Dismiss Notice
Join Physics Forums Today!
The friendliest, high quality science and math community on the planet! Everyone who loves science is here!

Why so(3) is not isomorphic to su(2)?

  1. Jul 12, 2010 #1
    it is generally known that there is a two-to-one automorphism from su(2) to so(3)

    but consider the problem in this way:

    all elements in so(3) are of the form (up to a unitary transform of the basis)

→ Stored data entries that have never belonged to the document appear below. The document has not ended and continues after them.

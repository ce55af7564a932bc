//! LRU Tracker Module
//!
//! Access-order bookkeeping for capacity eviction in the memory cache.

use std::collections::{BTreeMap, HashMap};

// == LRU Tracker ==
/// Tracks access order with a monotonically increasing tick.
///
/// `by_key` maps a key to its last tick; `by_tick` is the reverse index, so
/// the smallest tick is always the least recently used key.
#[derive(Debug, Default)]
pub struct LruTracker {
    tick: u64,
    by_key: HashMap<String, u64>,
    by_tick: BTreeMap<u64, String>,
}

impl LruTracker {
    pub fn new() -> Self {
        Self::default()
    }

    /// Marks a key as most recently used.
    pub fn touch(&mut self, key: &str) {
        self.tick += 1;
        if let Some(old) = self.by_key.insert(key.to_string(), self.tick) {
            self.by_tick.remove(&old);
        }
        self.by_tick.insert(self.tick, key.to_string());
    }

    pub fn remove(&mut self, key: &str) {
        if let Some(tick) = self.by_key.remove(key) {
            self.by_tick.remove(&tick);
        }
    }

    /// Removes and returns the least recently used key.
    pub fn evict_oldest(&mut self) -> Option<String> {
        let (_, key) = self.by_tick.pop_first()?;
        self.by_key.remove(&key);
        Some(key)
    }

    pub fn len(&self) -> usize {
        self.by_key.len()
    }

    pub fn is_empty(&self) -> bool {
        self.by_key.is_empty()
    }
}

#[cfg(test)]
mod tests {
    use super::*;

    #[test]
    fn test_evicts_in_touch_order() {
        let mut lru = LruTracker::new();
        lru.touch("parents:0:100");
        lru.touch("children:0:100");
        lru.touch("parents:100:100");

        assert_eq!(lru.evict_oldest().as_deref(), Some("parents:0:100"));
        assert_eq!(lru.evict_oldest().as_deref(), Some("children:0:100"));
        assert_eq!(lru.len(), 1);
    }

    #[test]
    fn test_touch_refreshes_position() {
        let mut lru = LruTracker::new();
        lru.touch("a");
        lru.touch("b");
        lru.touch("a");

        assert_eq!(lru.len(), 2);
        assert_eq!(lru.evict_oldest().as_deref(), Some("b"));
    }

    #[test]
    fn test_remove_and_empty() {
        let mut lru = LruTracker::new();
        lru.touch("a");
        lru.remove("a");
        lru.remove("missing");

        assert!(lru.is_empty());
        assert!(lru.evict_oldest().is_none());
    }
}
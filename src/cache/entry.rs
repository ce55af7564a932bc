//! Cache Entry Module
//!
//! A single stored value with its expiration deadline.

use std::time::{Duration, SystemTime, UNIX_EPOCH};

/// Stored bytes plus the Unix millisecond at which they stop being served.
#[derive(Debug, Clone)]
pub struct CacheEntry {
    pub value: Vec<u8>,
    pub expires_at: u64,
}

impl CacheEntry {
    /// Creates an entry that expires `ttl` from now.
    pub fn new(value: Vec<u8>, ttl: Duration) -> Self {
        let ttl_ms = u64::try_from(ttl.as_millis()).unwrap_or(u64::MAX);
        Self {
            value,
            expires_at: current_timestamp_ms().saturating_add(ttl_ms),
        }
    }

    /// Expired once the clock reaches the deadline.
    pub fn is_expired(&self) -> bool {
        current_timestamp_ms() >= self.expires_at
    }
}

/// Returns current Unix timestamp in milliseconds.
pub fn current_timestamp_ms() -> u64 {
    SystemTime::now()
        .duration_since(UNIX_EPOCH)
        .map(|d| d.as_millis() as u64)
        .unwrap_or(0)
}

#[cfg(test)]
mod tests {
    use super::*;
    use std::thread::sleep;

    #[test]
    fn test_fresh_entry_is_live() {
        let entry = CacheEntry::new(b"[]".to_vec(), Duration::from_secs(60));

        assert_eq!(entry.value, b"[]");
        assert!(entry.expires_at > current_timestamp_ms());
        assert!(!entry.is_expired());
    }

    #[test]
    fn test_entry_expires_after_ttl() {
        let entry = CacheEntry::new(b"[]".to_vec(), Duration::from_millis(50));
        assert!(!entry.is_expired());

        sleep(Duration::from_millis(80));

        assert!(entry.is_expired());
    }

    #[test]
    fn test_expired_at_deadline() {
        let entry = CacheEntry {
            value: Vec::new(),
            expires_at: current_timestamp_ms(),
        };

        assert!(entry.is_expired());
    }

    #[test]
    fn test_huge_ttl_saturates() {
        let entry = CacheEntry::new(Vec::new(), Duration::MAX);
        assert_eq!(entry.expires_at, u64::MAX);
    }
}
//! Cache Statistics Module
//!
//! Counters for the read-through list cache and the invalidator.

use std::sync::atomic::{AtomicU64, Ordering};

use serde::Serialize;

// == List Cache Stats ==
/// Point-in-time snapshot of the list cache counters.
#[derive(Debug, Clone, Default, PartialEq, Eq, Serialize)]
pub struct ListCacheStats {
    /// List reads answered from the cache
    pub hits: u64,
    /// List reads that queried the store
    pub misses: u64,
    /// Pages written back after a miss
    pub write_backs: u64,
    /// Per-kind invalidations performed
    pub invalidations: u64,
    /// Cache store failures absorbed
    pub cache_errors: u64,
}

impl ListCacheStats {
    /// Returns hits / (hits + misses), or 0.0 if no reads have been made.
    pub fn hit_rate(&self) -> f64 {
        let total = self.hits + self.misses;
        if total == 0 {
            0.0
        } else {
            self.hits as f64 / total as f64
        }
    }
}

// == Counters ==
/// Lock-free counters shared by the list cache and its invalidator.
#[derive(Debug, Default)]
pub(crate) struct CacheCounters {
    hits: AtomicU64,
    misses: AtomicU64,
    write_backs: AtomicU64,
    invalidations: AtomicU64,
    cache_errors: AtomicU64,
}

impl CacheCounters {
    pub fn record_hit(&self) {
        self.hits.fetch_add(1, Ordering::Relaxed);
    }

    pub fn record_miss(&self) {
        self.misses.fetch_add(1, Ordering::Relaxed);
    }

    pub fn record_write_back(&self) {
        self.write_backs.fetch_add(1, Ordering::Relaxed);
    }

    pub fn record_invalidation(&self) {
        self.invalidations.fetch_add(1, Ordering::Relaxed);
    }

    pub fn record_cache_error(&self) {
        self.cache_errors.fetch_add(1, Ordering::Relaxed);
    }

    pub fn snapshot(&self) -> ListCacheStats {
        ListCacheStats {
            hits: self.hits.load(Ordering::Relaxed),
            misses: self.misses.load(Ordering::Relaxed),
            write_backs: self.write_backs.load(Ordering::Relaxed),
            invalidations: self.invalidations.load(Ordering::Relaxed),
            cache_errors: self.cache_errors.load(Ordering::Relaxed),
        }
    }
}

// == Unit Tests ==
#[cfg(test)]
mod tests {
    use super::*;

    #[test]
    fn test_hit_rate() {
        let stats = ListCacheStats {
            hits: 3,
            misses: 1,
            ..Default::default()
        };
        assert!((stats.hit_rate() - 0.75).abs() < f64::EPSILON);
        assert_eq!(ListCacheStats::default().hit_rate(), 0.0);
    }

    #[test]
    fn test_counters_snapshot() {
        let counters = CacheCounters::default();
        counters.record_hit();
        counters.record_hit();
        counters.record_miss();
        counters.record_write_back();
        counters.record_invalidation();
        counters.record_cache_error();

        let stats = counters.snapshot();
        assert_eq!(stats.hits, 2);
        assert_eq!(stats.misses, 1);
        assert_eq!(stats.write_backs, 1);
        assert_eq!(stats.invalidations, 1);
        assert_eq!(stats.cache_errors, 1);
    }
}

    R(\alpha,\beta.\gamma)=e^{-i\alpha F_z} e^{-i\beta F_y} e^{-i \gamma F_z}

    where F_x, F_y, F_z are the 3*3 spin operators

    all elements in su(2) are of the form

    R(\alpha,\beta.\gamma)=e^{-i\alpha \sigma_z/2} e^{-i\beta \sigma_y/2} e^{-i \gamma \sigma_z/2}

    where \sigma_{x,y,z} are pauli matrices

    F_{x,y,z} and \sigma_{x,y,z}/2 are of the same lie algebra!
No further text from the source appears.